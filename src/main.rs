use std::sync::Arc;
use std::time::Duration;

use anyhow::{Context, Result};
use clap::Parser;
use tabscribe::{
    create_router, AppState, CaptureSource, Config, FileStore, SessionConfig, SessionManager,
    TranscriptAssembler, WhisperClient,
};
use tracing::info;

#[derive(Parser, Debug)]
#[command(name = "tabscribe", about = "Live system-audio transcription service")]
struct Cli {
    /// Configuration file (without extension)
    #[arg(short, long, default_value = "config/tabscribe")]
    config: String,
}

#[tokio::main]
async fn main() -> Result<()> {
    tracing_subscriber::fmt::init();

    let cli = Cli::parse();
    let cfg = Config::load(&cli.config)?;

    info!("{} v{}", cfg.service.name, env!("CARGO_PKG_VERSION"));

    let credential = cfg.credential()?;
    let transcriber = Arc::new(WhisperClient::new(
        &cfg.transcriber.endpoint,
        &cfg.transcriber.model,
        &credential,
    )?);

    let store = FileStore::new(&cfg.storage.path);
    let mut assembler = TranscriptAssembler::new(Box::new(store));
    if assembler.restore()?.is_none() {
        info!("No persisted transcript found");
    }

    let defaults = SessionConfig {
        source: CaptureSource::Device(cfg.capture.device.clone()),
        chunk_duration: Duration::from_millis(cfg.recorder.chunk_duration_ms),
        sample_rate: cfg.capture.sample_rate,
        channels: cfg.capture.channels,
        ..SessionConfig::default()
    };

    let manager = Arc::new(SessionManager::new(defaults, transcriber, assembler));
    let app = create_router(AppState::new(Arc::clone(&manager)));

    let addr = format!("{}:{}", cfg.service.http.bind, cfg.service.http.port);
    let listener = tokio::net::TcpListener::bind(&addr)
        .await
        .with_context(|| format!("Failed to bind {}", addr))?;

    info!("HTTP server listening on {}", addr);

    let shutdown_manager = Arc::clone(&manager);
    axum::serve(listener, app)
        .with_graceful_shutdown(async move {
            tokio::signal::ctrl_c().await.ok();
            info!("Shutting down");

            let recording = shutdown_manager
                .stats()
                .await
                .map(|s| s.is_recording)
                .unwrap_or(false);

            if recording {
                // Stop persists the transcript as part of teardown
                if let Err(e) = shutdown_manager.stop().await {
                    tracing::error!("Failed to stop session on shutdown: {}", e);
                }
            } else if let Err(e) = shutdown_manager.persist_transcript().await {
                tracing::error!("Failed to persist transcript on shutdown: {}", e);
            }
        })
        .await?;

    Ok(())
}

*****

**ASSIGNMENT**: Transcribe the whole listing with nothing added or left out.

**RESPONSE BOX**:
filename src/main.rs
use std::sync::Arc;
use std::time::Duration;

use anyhow::{Context, Result};
use clap::Parser;
use tabscribe::{
    create_router, AppState, CaptureSource, Config, FileStore, SessionConfig, SessionManager,
    TranscriptAssembler, WhisperClient,
};
use tracing::info;

#[derive(Parser, Debug)]
#[command(name = "tabscribe", about = "Live system-audio transcription service")]
struct Cli {
    /// Configuration file (without extension)
    #[arg(short, long, default_value = "config/tabscribe")]
    config: String,
}

#[tokio::main]
async fn main() -> Result<()> {
    tracing_subscriber::fmt::init();

    let cli = Cli::parse();
    let cfg = Config::load(&cli.config)?;

    info!("{} v{}", cfg.service.name, env!("CARGO_PKG_VERSION"));

    let credential = cfg.credential()?;
    let transcriber = Arc::new(WhisperClient::new(
        &cfg.transcriber.endpoint,
        &cfg.transcriber.model,
        &credential,
    )?);

    let store = FileStore::new(&cfg.storage.path);
    let mut assembler = TranscriptAssembler::new(Box::new(store));
    if assembler.restore()?.is_none() {
        info!("No persisted transcript found");
    }

    let defaults = SessionConfig {
        source: CaptureSource::Device(cfg.capture.device.clone()),
        chunk_duration: Duration::from_millis(cfg.recorder.chunk_duration_ms),
        sample_rate: cfg.capture.sample_rate,
        channels: cfg.capture.channels,
        ..SessionConfig::default()
    };

    let manager = Arc::new(SessionManager::new(defaults, transcriber, assembler));
    let app = create_router(AppState::new(Arc::clone(&manager)));

    let addr = format!("{}:{}", cfg.service.http.bind, cfg.service.http.port);
    let listener = tokio::net::TcpListener::bind(&addr)
        .await
        .with_context(|| format!("Failed to bind {}", addr))?;

    info!("HTTP server listening on {}", addr);

    let shutdown_manager = Arc::clone(&manager);
    axum::serve(listener, app)
        .with_graceful_shutdown(async move {
            tokio::signal::ctrl_c().await.ok();
            info!("Shutting down");

            let recording = shutdown_manager
                .stats()
                .await
                .map(|s| s.is_recording)
                .unwrap_or(false);

            if recording {
                // Stop persists the transcript as part of teardown
                if let Err(e) = shutdown_manager.stop().await {
                    tracing::error!("Failed to stop session on shutdown: {}", e);
                }
            } else if let Err(e) = shutdown_manager.persist_transcript().await {
                tracing::error!("Failed to persist transcript on shutdown: {}", e);
            }
        })
        .await?;

    Ok(())
}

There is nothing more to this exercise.